Curiosamente, o marxismo apresenta um critério de distribuição da riqueza produzida, que não é, também ele, objectivo. Isto é: não se trata de atribuir a cada um segundo o seu trabalho. A máxima é: "de cada um segundo as suas possibilidades, a cada um segundo as suas necessidades" . E isto conciliaria Karl Marx com Jesus e o proprietário na parábola, se este, na sua distribuição desproporcionada do dinheiro, a fizesse em razão das necessidades de cada um. Mas nada indica que fosse o caso.

Este critério marxista, em todo o caso, não é praticado na fase de retribuição directa do trabalho (no salário) mas sim no âmbito das responsabilidades sociais do Estado (nos preços dos serviços). E a social-democracia burguesa, ela própria, tem sido obrigada a aplicá-lo em certa medida, por força das exigências populares. É o caso dos apoios do Estado aos cidadãos mais carenciados, em matéria de saúde, ensino, transportes, etc.

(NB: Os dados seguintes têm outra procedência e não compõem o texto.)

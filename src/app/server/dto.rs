use utoipa::ToSchema;

/// Multipart form for creating and updating companies.
#[derive(Debug, ToSchema)]
#[allow(dead_code)]
pub struct CompanyForm {
    /// Company name, 1 to 255 characters.
    name: String,

    /// Contact email.
    email: Option<String>,

    /// Company website URL.
    website: Option<String>,

    /// Image file (jpg, jpeg, png, gif, bmp, svg, webp), at most 2 MiB.
    #[schema(value_type = Option<String>, format = Binary)]
    logo: Option<Vec<u8>>,
}
use super::flash::Flash;
use axum::{
    response::{IntoResponse, Response},
    Json,
};
use serde::Serialize;

/// A rendered page. Serialized as `{ component, props, url }` where `props`
/// holds the page data along with the pending flash message.
#[derive(Debug, Serialize)]
pub struct Page<P> {
    /// The view component rendering the props.
    pub component: &'static str,

    pub props: Props<P>,

    /// The URL the page was requested at.
    pub url: String,
}

#[derive(Debug, Serialize)]
pub struct Props<P> {
    #[serde(flatten)]
    pub data: P,

    pub flash: Option<Flash>,
}

/// Props for pages without data.
#[derive(Debug, Default, Serialize)]
pub struct NoProps {}

impl<P> Page<P>
where
    P: Serialize,
{
    pub fn new(component: &'static str, url: impl Into<String>, data: P) -> Self {
        Self {
            component,
            props: Props { data, flash: None },
            url: url.into(),
        }
    }

    pub fn with_flash(mut self, flash: Option<Flash>) -> Self {
        self.props.flash = flash;
        self
    }
}

impl<P> IntoResponse for Page<P>
where
    P: Serialize,
{
    fn into_response(self) -> Response {
        Json(self).into_response()
    }
}

#[cfg(test)]
mod tests {
    use super::{NoProps, Page};
    use crate::app::server::flash::Flash;
    use serde::Serialize;

    #[derive(Serialize)]
    struct Data {
        name: &'static str,
    }

    #[test]
    fn props_are_flattened_next_to_flash() {
        let page = Page::new("Companies/Show", "/companies/1", Data { name: "Acme" })
            .with_flash(Some(Flash::success("Company updated successfully.")));

        let json = serde_json::to_value(&page).unwrap();

        assert_eq!("Companies/Show", json["component"]);
        assert_eq!("/companies/1", json["url"]);
        assert_eq!("Acme", json["props"]["name"]);
        assert_eq!(
            "Company updated successfully.",
            json["props"]["flash"]["success"]
        );
    }

    #[test]
    fn empty_props_only_hold_flash() {
        let page = Page::new("Companies/Create", "/companies/create", NoProps {});
        let json = serde_json::to_value(&page).unwrap();
        let props = json["props"].as_object().unwrap();
        assert_eq!(1, props.len());
        assert!(props["flash"].is_null());
    }
}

A Venezuela, um país capitalista com um governo socialista de inspiração marxista, desenvolve desde 2003 campanhas de apoio material e efectivo às camadas mais desfavorecidas da população, através das chamadas “misiones”: misión vivienda, misión barrio adentro, misión mercal, etc., etc.


E enquanto a acção política prossegue a sua missão de promover a exploração ou a justiça social, a religião apela… às orações. É a apologia do imobilismo, da rendição ao poder constituído, justificado com aquela sentença de Jesus “politicamente correcta”: a César o que é de César…

Como se a Igreja não soubesse que Jesus estava “entalado” quando teve que dar aquela resposta. Como se a riqueza de César não fosse resultado da exploração desenfreada e dos saques perpetrados nas sanguinárias guerras imperiais.

2 comentários:

antónio m p disse...

Uma parte do trabalho incluído na mercadoria é trabalho remunerado; a outra parte, trabalho não remunerado. O capitalista (mais vulgarmente os seus intermediários) vende não só o que lhe custou o trabalho incorporado na mercadoria pelo trabalhador, e outros custos reais de produção, como também o que não lhe custou nada.

O custo da mercadoria para o capitalista e o custo real da mercadoria são coisas inteiramente distintas.

antónio m p disse...

«El trabajo por cuenta propia está representado a través por numerosas actividades, y las más representativas son trabajador contratado, elaboración y venta de alimentos en el domicilio, agente de telecomunicaciones, carretillero, productor y vendedor de artículos varios y del hogar, elaboración y venta de alimentos de forma ambulatoria».